Tony Blair Texted Rebekah Brooks: 'I May Be Some Help'

Private messages were published in a London court Wednesday as prosecutors alleged that former members of Blair’s Labour government offered support to the former executive of Rupert Murdoch’s News International.

Stefan Wermuth/Reuters

Tony Blair’s private text message exchanges with Rebekah Brooks were published in a London court Wednesday as the scale of cooperation between former members of the Labour government and senior figures at News International were laid bare.

When Brooks, one of Rupert Murdoch’s most trusted executives, was called to give evidence about phone hacking in the House of Commons, Blair offered his personal assistance to help prepare her according to the text messages presented in court.
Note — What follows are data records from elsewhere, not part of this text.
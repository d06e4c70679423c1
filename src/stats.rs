//! Link statistics and the HTTP stats server.
//!
//! Provides a simple `/stats` endpoint that returns link statistics as JSON.
//! Uses `tiny_http` which works on both host and ESP32 (via std::net).
//!
//! # Example Response
//!
//! ```json
//! {
//!   "uptime_secs": 3600,
//!   "channels": {
//!     "suspension": { "sent": 180000, "failed": 2, "late": 0 },
//!     "temperature": { "sent": 3600, "failed": 0, "late": 0 }
//!   },
//!   "receive": { "packets": 12, "crc_errors": 1, "timeouts": 3, "last_rssi": -77, "last_snr": 9 }
//! }
//! ```

use crate::telemetry::Channel;
use log::{error, info, warn};
use serde::Serialize;
use std::collections::BTreeMap;
use std::net::IpAddr;
use std::sync::atomic::{AtomicBool, AtomicI32, AtomicUsize, Ordering};
use std::sync::Arc;
use std::thread;
use std::time::{Duration, Instant};
use tiny_http::{Header, Method, Response, Server};

/// Default port for the stats server.
pub const DEFAULT_STATS_PORT: u16 = 8080;

/// Counters for one sender.
#[derive(Debug, Default)]
pub struct ChannelStats {
    /// Packets transmitted successfully.
    pub sent: AtomicUsize,
    /// Periods skipped because the transmit failed.
    pub failed: AtomicUsize,
    /// Wakes that started after the following period had already begun.
    pub late: AtomicUsize,
}

impl ChannelStats {
    pub fn record_sent(&self) {
        self.sent.fetch_add(1, Ordering::Relaxed);
    }

    pub fn record_failed(&self) {
        self.failed.fetch_add(1, Ordering::Relaxed);
    }

    pub fn record_late(&self) {
        self.late.fetch_add(1, Ordering::Relaxed);
    }

    fn report(&self) -> ChannelReport {
        ChannelReport {
            sent: self.sent.load(Ordering::Relaxed),
            failed: self.failed.load(Ordering::Relaxed),
            late: self.late.load(Ordering::Relaxed),
        }
    }
}

/// Receive-side counters.
#[derive(Debug, Default)]
pub struct ReceiveStats {
    pub packets: AtomicUsize,
    pub crc_errors: AtomicUsize,
    pub timeouts: AtomicUsize,
    pub last_rssi: AtomicI32,
    pub last_snr: AtomicI32,
}

impl ReceiveStats {
    pub fn record_packet(&self, rssi: i16, snr: i8) {
        self.packets.fetch_add(1, Ordering::Relaxed);
        self.last_rssi.store(rssi as i32, Ordering::Relaxed);
        self.last_snr.store(snr as i32, Ordering::Relaxed);
    }

    pub fn record_crc_error(&self) {
        self.crc_errors.fetch_add(1, Ordering::Relaxed);
    }

    pub fn record_timeout(&self) {
        self.timeouts.fetch_add(1, Ordering::Relaxed);
    }

    fn report(&self) -> ReceiveReport {
        ReceiveReport {
            packets: self.packets.load(Ordering::Relaxed),
            crc_errors: self.crc_errors.load(Ordering::Relaxed),
            timeouts: self.timeouts.load(Ordering::Relaxed),
            last_rssi: self.last_rssi.load(Ordering::Relaxed),
            last_snr: self.last_snr.load(Ordering::Relaxed),
        }
    }
}

/// Link statistics container.
///
/// Shared across the scheduler and the stats server. All fields are atomic, so
/// updates never contend with the radio bus lock.
#[derive(Debug)]
pub struct LinkStats {
    start_time: Instant,
    channels: [ChannelStats; 5],
    pub receive: ReceiveStats,
}

#[derive(Debug, Clone, PartialEq, Eq, Serialize)]
pub struct ChannelReport {
    pub sent: usize,
    pub failed: usize,
    pub late: usize,
}

#[derive(Debug, Clone, PartialEq, Eq, Serialize)]
pub struct ReceiveReport {
    pub packets: usize,
    pub crc_errors: usize,
    pub timeouts: usize,
    pub last_rssi: i32,
    pub last_snr: i32,
}

/// Point-in-time view of [`LinkStats`].
#[derive(Debug, Clone, PartialEq, Eq, Serialize)]
pub struct StatsReport {
    pub uptime_secs: u64,
    pub channels: BTreeMap<&'static str, ChannelReport>,
    pub receive: ReceiveReport,
}

impl LinkStats {
    pub fn new() -> Self {
        Self {
            start_time: Instant::now(),
            channels: Default::default(),
            receive: ReceiveStats::default(),
        }
    }

    /// Counters for one sender.
    pub fn channel(&self, channel: Channel) -> &ChannelStats {
        &self.channels[channel.index()]
    }

    pub fn uptime_secs(&self) -> u64 {
        self.start_time.elapsed().as_secs()
    }

    pub fn report(&self) -> StatsReport {
        StatsReport {
            uptime_secs: self.uptime_secs(),
            channels: Channel::ALL
                .iter()
                .map(|c| (c.name(), self.channel(*c).report()))
                .collect(),
            receive: self.receive.report(),
        }
    }

    /// Serialize all statistics to JSON.
    pub fn to_json(&self) -> String {
        serde_json::to_string(&self.report()).unwrap_or_else(|e| {
            warn!("Failed to serialize stats: {}", e);
            "{}".to_string()
        })
    }
}

impl Default for LinkStats {
    fn default() -> Self {
        Self::new()
    }
}

/// HTTP stats server.
///
/// Runs in a background thread and serves link statistics as JSON.
pub struct StatsServer {
    handle: Option<thread::JoinHandle<()>>,
    shutdown: Arc<AtomicBool>,
}

impl StatsServer {
    /// Start the stats server on `bind_addr:port` (`None` binds 0.0.0.0).
    ///
    /// Drop the returned handle to stop the server.
    pub fn start(
        bind_addr: Option<IpAddr>,
        port: u16,
        stats: Arc<LinkStats>,
    ) -> Result<Self, std::io::Error> {
        let addr = match bind_addr {
            Some(ip) => format!("{}:{}", ip, port),
            None => format!("0.0.0.0:{}", port),
        };

        let server = Server::http(&addr)
            .map_err(|e| std::io::Error::new(std::io::ErrorKind::AddrInUse, format!("{}", e)))?;

        info!("Stats server listening on http://{}/stats", addr);

        let shutdown = Arc::new(AtomicBool::new(false));
        let shutdown_clone = shutdown.clone();

        let handle = thread::spawn(move || {
            Self::run_server(server, stats, shutdown_clone);
        });

        Ok(Self {
            handle: Some(handle),
            shutdown,
        })
    }

    fn run_server(server: Server, stats: Arc<LinkStats>, shutdown: Arc<AtomicBool>) {
        let content_type = Header::from_bytes(&b"Content-Type"[..], &b"application/json"[..])
            .expect("static header");
        let allow_get = Header::from_bytes(&b"Allow"[..], &b"GET"[..]).expect("static header");

        loop {
            if shutdown.load(Ordering::Acquire) {
                info!("Stats server shutting down");
                break;
            }

            match server.recv_timeout(Duration::from_millis(100)) {
                Ok(Some(request)) => {
                    if request.method() != &Method::Get {
                        let response = Response::from_string("Method Not Allowed")
                            .with_status_code(405)
                            .with_header(allow_get.clone());
                        let _ = request.respond(response);
                        continue;
                    }

                    let response = match request.url() {
                        "/stats" | "/stats/" => Response::from_string(stats.to_json())
                            .with_header(content_type.clone())
                            .with_status_code(200),
                        _ => Response::from_string("Not Found").with_status_code(404),
                    };

                    if let Err(e) = request.respond(response) {
                        warn!("Failed to send response: {}", e);
                    }
                }
                Ok(None) => {}
                Err(e) => {
                    error!("Server error: {}", e);
                    break;
                }
            }
        }
    }

    /// Stop the server. May take up to 100ms due to the polling interval.
    pub fn stop(&mut self) {
        self.shutdown.store(true, Ordering::Release);
        if let Some(handle) = self.handle.take() {
            let _ = handle.join();
        }
    }
}

impl Drop for StatsServer {
    fn drop(&mut self) {
        self.stop();
    }
}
His loyal ally Peter Mandelson, a former government minister, was also asked to hold mock interrogation sessions to help Brooks practise, according to prosecutors.

Brooks has spent the last thirteen days in the witness box, denying charges that she conspired to hack phones, has illegally paid public officials for stories, and attempted to cover it up by hiding evidence from the police.

The texts between the former Labour prime minister and Rupert Murdoch’s most senior executive at News International were recovered from a Blackberry device Brooks had been using at the moment of her arrest whose contents had been copied by police. Andrew Edis, prosecuting counsel, read out some of the text exchanges.

In July 2011, she texted Blair that she had a police interview the following day. "Feeling properly terrified! The police are behaving so badly," she wrote.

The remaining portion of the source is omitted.